Helping a parent deal with the death of a spouse

Death is inevitable but consoling a loved one who has lost his/her spouse becomes more difficult when the deceased is your parent. Helping and comforting your parent while going through your own loss can be very challenging at an emotional level.

It is very important to understand that grief has its own course, some can get over it in a few months while some live with the grief forever. Most importantly, everyone should be allowed to go through the entire grieving process and only then a person can accept the loss of their loved one and move on with life. Else the person will be fixated in it forever which will lead to other serious consequences.

There is no right way to deal with the death of a spouse nor any set guidelines which will help in dealing with the loss. Losing a spouse is not similar to losing a parent, so we cannot assume what he/she is going through. Patience and support is very important while helping your parent undergo the grief of his/her spouse.In addition to support and  giving them time to mourn,  looking after their health and other needs is also important.

Here are some pointers for being there with your parent through his/her grief:

  1. Grief can be hard on your parent’s health. Proper diet and sufficient sleep is very important to deal with the emotional stress. Children should keep ensure that their parent is taking his/her medicines regularly on time.
  2. The stress of grief can weaken the immune system and this may trigger a frequent cold, lead to a lingering illness or flare up existing conditions. Regular  medical checkups are essential to keep a check on their health parameters.

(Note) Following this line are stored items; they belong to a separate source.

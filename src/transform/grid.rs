//! Regular-lattice bilinear transform, grounded on `GridTransform` in
//! `nornir_imageregistration/transforms/grid.py`.
//!
//! Unlike [`super::mesh::MeshTransform`], the control points form a known
//! `rows x cols` lattice, so each cell's two triangles are known up front
//! without a Delaunay solve; queries outside the lattice fall back to a
//! thin-plate RBF fit over every anchor, same as the mesh transform.

use crate::error::{RegistrationError, Result};
use crate::geometry::Rectangle;
use crate::transform::mesh::{barycentric, blend};
use crate::transform::rbf::RbfInterpolator;
use crate::transform::{Point, Transform};

#[derive(Clone)]
pub struct GridTransform {
    rows: usize,
    cols: usize,
    warped: Vec<Point>,
    fixed: Vec<Point>,
    forward_rbf: RbfInterpolator,
    inverse_rbf: RbfInterpolator,
    bounding_box: Rectangle,
}

impl GridTransform {
    /// `warped`/`fixed` are row-major, `rows * cols` long: anchor
    /// `(r, c)` lives at index `r * cols + c`.
    pub fn new(rows: usize, cols: usize, warped: Vec<Point>, fixed: Vec<Point>) -> Result<Self> {
        if rows < 2 || cols < 2 {
            return Err(RegistrationError::InsufficientEvidence { surviving: rows * cols, required: 4 });
        }
        if warped.len() != rows * cols || fixed.len() != rows * cols {
            return Err(RegistrationError::ShapeMismatch {
                expected: (rows * cols, 0),
                got: (warped.len().min(fixed.len()), 0),
            });
        }

        let bounding_box = bounding_box_of(&warped);
        let forward_rbf = RbfInterpolator::new(warped.clone(), fixed.clone());
        let inverse_rbf = RbfInterpolator::new(fixed.clone(), warped.clone());

        Ok(Self { rows, cols, warped, fixed, forward_rbf, inverse_rbf, bounding_box })
    }

    pub fn rows(&self) -> usize {
        self.rows
    }

    pub fn cols(&self) -> usize {
        self.cols
    }

    pub fn warped_points(&self) -> &[Point] {
        &self.warped
    }

    pub fn fixed_points(&self) -> &[Point] {
        &self.fixed
    }

    fn index(&self, r: usize, c: usize) -> usize {
        r * self.cols + c
    }

    /// Both triangles of cell `(r, c)`, named by their opposing corner.
    fn cell_triangles(&self, r: usize, c: usize) -> [[usize; 3]; 2] {
        let tl = self.index(r, c);
        let tr = self.index(r, c + 1);
        let bl = self.index(r + 1, c);
        let br = self.index(r + 1, c + 1);
        [[tl, tr, bl], [tr, br, bl]]
    }

    fn locate(&self, query: Point, positions: &[Point]) -> Option<([usize; 3], (f64, f64, f64))> {
        for r in 0..self.rows - 1 {
            for c in 0..self.cols - 1 {
                for tri in self.cell_triangles(r, c) {
                    let p0 = positions[tri[0]];
                    let p1 = positions[tri[1]];
                    let p2 = positions[tri[2]];
                    if let Some(weights) = barycentric(p0, p1, p2, query) {
                        return Some((tri, weights));
                    }
                }
            }
        }
        None
    }

    fn rebuild_rbf(&mut self) {
        self.forward_rbf.refit(self.warped.clone(), self.fixed.clone());
        self.inverse_rbf.refit(self.fixed.clone(), self.warped.clone());
    }
}

fn bounding_box_of(points: &[Point]) -> Rectangle {
    let (mut min_y, mut min_x) = (f64::INFINITY, f64::INFINITY);
    let (mut max_y, mut max_x) = (f64::NEG_INFINITY, f64::NEG_INFINITY);
    for &(y, x) in points {
        min_y = min_y.min(y);
        min_x = min_x.min(x);
        max_y = max_y.max(y);
        max_x = max_x.max(x);
    }
    Rectangle::new(min_y, min_x, max_y - min_y, max_x - min_x)
}

impl Transform for GridTransform {
    fn transform(&self, points: &[Point]) -> Vec<Point> {
        let mut fallback = Vec::new();
        let mut out = Vec::with_capacity(points.len());

        for (i, &p) in points.iter().enumerate() {
            match self.locate(p, &self.warped) {
                Some((tri, weights)) => {
                    out.push(blend(self.fixed[tri[0]], self.fixed[tri[1]], self.fixed[tri[2]], weights));
                }
                None => {
                    out.push((0.0, 0.0));
                    fallback.push((i, p));
                }
            }
        }

        if !fallback.is_empty() {
            let pts: Vec<Point> = fallback.iter().map(|&(_, p)| p).collect();
            if let Ok(interpolated) = self.forward_rbf.evaluate(&pts) {
                for ((i, _), v) in fallback.into_iter().zip(interpolated) {
                    out[i] = v;
                }
            }
        }

        out
    }

    fn inverse_transform(&self, points: &[Point]) -> Result<Vec<Point>> {
        let mut fallback = Vec::new();
        let mut out = Vec::with_capacity(points.len());

        for (i, &p) in points.iter().enumerate() {
            match self.locate(p, &self.fixed) {
                Some((tri, weights)) => {
                    out.push(blend(self.warped[tri[0]], self.warped[tri[1]], self.warped[tri[2]], weights));
                }
                None => {
                    out.push((0.0, 0.0));
                    fallback.push((i, p));
                }
            }
        }

        if !fallback.is_empty() {
            let pts: Vec<Point> = fallback.iter().map(|&(_, p)| p).collect();
            let interpolated = self.inverse_rbf.evaluate(&pts)?;
            for ((i, _), v) in fallback.into_iter().zip(interpolated) {
                out[i] = v;
            }
        }

        Ok(out)
    }

    fn bounding_box(&self) -> Rectangle {
        self.bounding_box
    }

    fn translate_target(&mut self, delta: Point) {
        for p in self.fixed.iter_mut() {
            p.0 += delta.0;
            p.1 += delta.1;
        }
        self.rebuild_rbf();
    }

    fn translate_source(&mut self, delta: Point) {
        for p in self.warped.iter_mut() {
            p.0 += delta.0;
            p.1 += delta.1;
        }
        self.bounding_box = bounding_box_of(&self.warped);
        self.rebuild_rbf();
    }

    fn scale(&mut self, factor: f64) {
        for p in self.fixed.iter_mut().chain(self.warped.iter_mut()) {
            p.0 *= factor;
            p.1 *= factor;
        }
        self.bounding_box = bounding_box_of(&self.warped);
        self.rebuild_rbf();
    }

    fn scale_source(&mut self, factor: f64) {
        for p in self.warped.iter_mut() {
            p.0 *= factor;
            p.1 *= factor;
        }
        self.bounding_box = bounding_box_of(&self.warped);
        self.rebuild_rbf();
    }

    fn scale_target(&mut self, factor: f64) {
        for p in self.fixed.iter_mut() {
            p.0 *= factor;
            p.1 *= factor;
        }
        self.rebuild_rbf();
    }

    fn rotate_target(&mut self, angle: f64, center: Option<Point>) {
        let (cy, cx) = center.unwrap_or((0.0, 0.0));
        let (sin_a, cos_a) = angle.sin_cos();
        for p in self.fixed.iter_mut() {
            let (dy, dx) = (p.0 - cy, p.1 - cx);
            p.0 = dy * cos_a - dx * sin_a + cy;
            p.1 = dy * sin_a + dx * cos_a + cx;
        }
        self.rebuild_rbf();
    }
}

#[cfg(test)]
mod tests {
    use super::*;

    fn identity_grid(rows: usize, cols: usize, spacing: f64) -> GridTransform {
        let mut warped = Vec::with_capacity(rows * cols);
        for r in 0..rows {
            for c in 0..cols {
                warped.push((r as f64 * spacing, c as f64 * spacing));
            }
        }
        let fixed = warped.clone();
        GridTransform::new(rows, cols, warped, fixed).unwrap()
    }

    #[test]
    fn identity_grid_round_trips_interior_point() {
        let grid = identity_grid(3, 3, 10.0);
        let fixed = grid.transform(&[(5.0, 5.0)]);
        assert!((fixed[0].0 - 5.0).abs() < 1e-6);
        assert!((fixed[0].1 - 5.0).abs() < 1e-6);
        let warped = grid.inverse_transform(&fixed).unwrap();
        assert!((warped[0].0 - 5.0).abs() < 1e-6);
        assert!((warped[0].1 - 5.0).abs() < 1e-6);
    }

    #[test]
    fn too_small_lattice_is_rejected() {
        assert!(GridTransform::new(1, 1, vec![(0.0, 0.0)], vec![(0.0, 0.0)]).is_err());
    }

    #[test]
    fn shifted_grid_translates_interior_points() {
        let warped = vec![(0.0, 0.0), (0.0, 10.0), (10.0, 0.0), (10.0, 10.0)];
        let fixed: Vec<Point> = warped.iter().map(|&(y, x)| (y + 2.0, x + 1.0)).collect();
        let grid = GridTransform::new(2, 2, warped, fixed).unwrap();
        let out = grid.transform(&[(5.0, 5.0)]);
        assert!((out[0].0 - 7.0).abs() < 1e-6);
        assert!((out[0].1 - 6.0).abs() < 1e-6);
    }
}
//! Padding, cropping, and tiling (spec §4.A), grounded on
//! `PadImageForPhaseCorrelation`, `CropImage`, and `ImageToTilesGenerator`
//! in `nornir_imageregistration/core.py`.

use ndarray::Array2;

use crate::error::Result;
use crate::raster::noise::random_noise_mask;
use crate::raster::{stats_of, DType, Raster};

/// `cval` for [`crop`]: either a literal fill value, or `Random` to sample
/// gaussian noise matching the source image's statistics.
#[derive(Debug, Clone, Copy)]
pub enum FillValue {
    Literal(f32),
    Random,
}

/// `f(o) = 1 if o >= 0.5 else 1 + 2(1 - (o + 0.5))` — the dimension growth
/// factor `pad_for_phase_correlation` applies before `pow2` rounding.
fn overlap_growth_factor(min_overlap: f64) -> f64 {
    if min_overlap >= 0.5 {
        1.0
    } else {
        1.0 + 2.0 * (1.0 - (min_overlap + 0.5))
    }
}

fn dimension_with_overlap(dim: usize, min_overlap: f64) -> usize {
    (dim as f64 * overlap_growth_factor(min_overlap)).ceil() as usize
}

fn nearest_power_of_two_at_least(val: usize) -> usize {
    let mut p = 1usize;
    while p < val {
        p <<= 1;
    }
    p
}

/// Centre `raster` in a new, larger raster, filling the border with gaussian
/// noise matching the original's median/stddev (clipped to its min/max) so
/// padded zeros can't create spurious phase-correlation peaks.
pub fn pad_for_phase_correlation(
    raster: &Raster,
    min_overlap: f64,
    new_h: Option<usize>,
    new_w: Option<usize>,
    pow2: bool,
) -> Result<Raster> {
    let (h, w) = raster.shape();

    let new_h = new_h.unwrap_or_else(|| {
        let d = dimension_with_overlap(h, min_overlap);
        if pow2 { nearest_power_of_two_at_least(d) } else { d }
    });
    let new_w = new_w.unwrap_or_else(|| {
        let d = dimension_with_overlap(w, min_overlap);
        if pow2 { nearest_power_of_two_at_least(d) } else { d }
    });

    if new_h == h && new_w == w {
        return Ok(raster.clone());
    }

    let origin_y = (new_h - h) / 2;
    let origin_x = (new_w - w) / 2;

    let stats = raster
        .stats()
        .ok_or_else(|| crate::error::RegistrationError::DegenerateStats("empty raster".into()))?;

    let mut out = Array2::<f32>::zeros((new_h, new_w));
    let mut mask = Array2::<bool>::from_elem((new_h, new_w), false);
    for y in 0..h {
        for x in 0..w {
            out[[y + origin_y, x + origin_x]] = raster.get(y, x);
            mask[[y + origin_y, x + origin_x]] = true;
        }
    }

    random_noise_mask(&mut out, &mask, Some(stats.median), Some(stats.stddev))?;
    Ok(Raster::new(out, raster.dtype()))
}

/// Crop with clamping; any requested area outside the source bounds is
/// filled with `fill`.
pub fn crop(raster: &Raster, origin_yx: (i64, i64), size_yx: (usize, usize), fill: FillValue) -> Result<Raster> {
    let (src_h, src_w) = raster.shape();
    let (oy, ox) = origin_yx;
    let (new_h, new_w) = size_yx;

    let mut out = Array2::<f32>::zeros((new_h, new_w));
    let mut mask = Array2::<bool>::from_elem((new_h, new_w), false);

    for dy in 0..new_h {
        let sy = oy + dy as i64;
        if sy < 0 || sy as usize >= src_h {
            continue;
        }
        for dx in 0..new_w {
            let sx = ox + dx as i64;
            if sx < 0 || sx as usize >= src_w {
                continue;
            }
            out[[dy, dx]] = raster.get(sy as usize, sx as usize);
            mask[[dy, dx]] = true;
        }
    }

    match fill {
        FillValue::Literal(v) => {
            for (val, &m) in out.iter_mut().zip(mask.iter()) {
                if !m {
                    *val = v;
                }
            }
        }
        FillValue::Random => {
            let have_unmasked = mask.iter().any(|&m| m);
            if have_unmasked {
                // Preserve source-image statistics (spec §9 open question:
                // we fix this ambiguity by always using the *source* image's
                // stats, not the destination crop region's).
                let stats = stats_of(raster.data().iter().copied())
                    .ok_or_else(|| crate::error::RegistrationError::DegenerateStats("empty source raster".into()))?;
                random_noise_mask(&mut out, &mask, Some(stats.median), Some(stats.stddev))?;
            } else if let Some(stats) = raster.stats() {
                random_noise_mask(&mut out, &mask, Some(stats.median), Some(stats.stddev))
                    .unwrap_or(());
                let _ = stats;
            }
        }
    }

    Ok(Raster::new(out, raster.dtype()))
}

/// Row-major grid of `(row, col, tile)`. Source is padded right/bottom to a
/// multiple of `tile_size` with zero fill before tiling.
pub fn image_to_tiles(raster: &Raster, tile_size: (usize, usize), offset: Option<(usize, usize)>) -> Vec<(usize, usize, Raster)> {
    let (h, w) = raster.shape();
    let (tile_h, tile_w) = tile_size;
    let rows = h.div_ceil(tile_h);
    let cols = w.div_ceil(tile_w);
    let (row_off, col_off) = offset.unwrap_or((0, 0));

    let mut tiles = Vec::with_capacity(rows * cols);
    for row in 0..rows {
        for col in 0..cols {
            let y0 = row * tile_h;
            let x0 = col * tile_w;
            let mut tile = Array2::<f32>::zeros((tile_h, tile_w));
            for ty in 0..tile_h {
                let sy = y0 + ty;
                if sy >= h {
                    continue;
                }
                for tx in 0..tile_w {
                    let sx = x0 + tx;
                    if sx >= w {
                        continue;
                    }
                    tile[[ty, tx]] = raster.get(sy, sx);
                }
            }
            tiles.push((row + row_off, col + col_off, Raster::new(tile, raster.dtype())));
        }
    }
    tiles
}

#[cfg(test)]
mod tests {
    use super::*;

    fn flat_raster(h: usize, w: usize, val: f32) -> Raster {
        Raster::new(Array2::from_elem((h, w), val), DType::F32)
    }

    #[test]
    fn pad_contains_original_exactly() {
        let raster = flat_raster(16, 16, 0.5);
        let padded = pad_for_phase_correlation(&raster, 0.5, Some(32), Some(32), false).unwrap();
        assert!(padded.height() >= 16);
        assert!(padded.width() >= 16);
        let origin_y = (32 - 16) / 2;
        let origin_x = (32 - 16) / 2;
        for y in 0..16 {
            for x in 0..16 {
                assert_eq!(padded.get(y + origin_y, x + origin_x), 0.5);
            }
        }
    }

    #[test]
    fn pow2_rounds_up() {
        assert_eq!(nearest_power_of_two_at_least(17), 32);
        assert_eq!(nearest_power_of_two_at_least(16), 16);
        assert_eq!(nearest_power_of_two_at_least(1), 1);
    }

    #[test]
    fn crop_outside_bounds_is_fill_value() {
        let raster = flat_raster(4, 4, 1.0);
        let cropped = crop(&raster, (10, 10), (4, 4), FillValue::Literal(0.25)).unwrap();
        for y in 0..4 {
            for x in 0..4 {
                assert_eq!(cropped.get(y, x), 0.25);
            }
        }
    }

    #[test]
    fn image_to_tiles_row_major_and_padded() {
        let raster = flat_raster(5, 5, 1.0);
        let tiles = image_to_tiles(&raster, (4, 4), None);
        assert_eq!(tiles.len(), 4); // ceil(5/4) = 2 per axis
        assert_eq!(tiles[0].0, 0);
        assert_eq!(tiles[0].1, 0);
        assert_eq!(tiles[3].0, 1);
        assert_eq!(tiles[3].1, 1);
        // Padded region of the bottom-right tile is zero.
        assert_eq!(tiles[3].2.get(3, 3), 0.0);
    }
}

Also the doctor should be aware of the undergoing bereavement so that they provide medical advice accordingly.
  3. The grief of losing one’s spouse may bring problems in doing their daily activities. Problems of disorganization is due to the isolation and loneliness.You can help him/her plan a schedule or offer to help. Spending some quality time together would not only bring you both closer but also be a good support for each other.
  4. Avoid making major changes in your parent’s life immediately like shifting to another place. While your parent is still mourning and adjusting to the vacuum in his/her life, any significant change can lead to other complications like going to depression, adjustment issues, increasing confusions etc.
  5. Grief can be a jumble of contradictory emotions: anger, longing, relief, guilt, regret, depression, panic and even hysteria So it is quite normal for a grieving parent to snap over minor issues at you. Just be understanding and patient as he/she may be angry about the death of one’s spouse. Invite friends and family members frequently so that they can meet and talk to other people.
  6. Forgetfulness or inability to concentrate is one of the important signs of your parent’s grief; they might miss important appointments or skip bill payments. In such situations you should be understanding and help your parent by reminding them about such important tasks .
  7. If you feel that your parent is unable to get through the grief alone consider taking professional help like short term therapies, grief counselling etc. Joining a senior recreational centre or spiritual activities can also help your parent gradually move forward.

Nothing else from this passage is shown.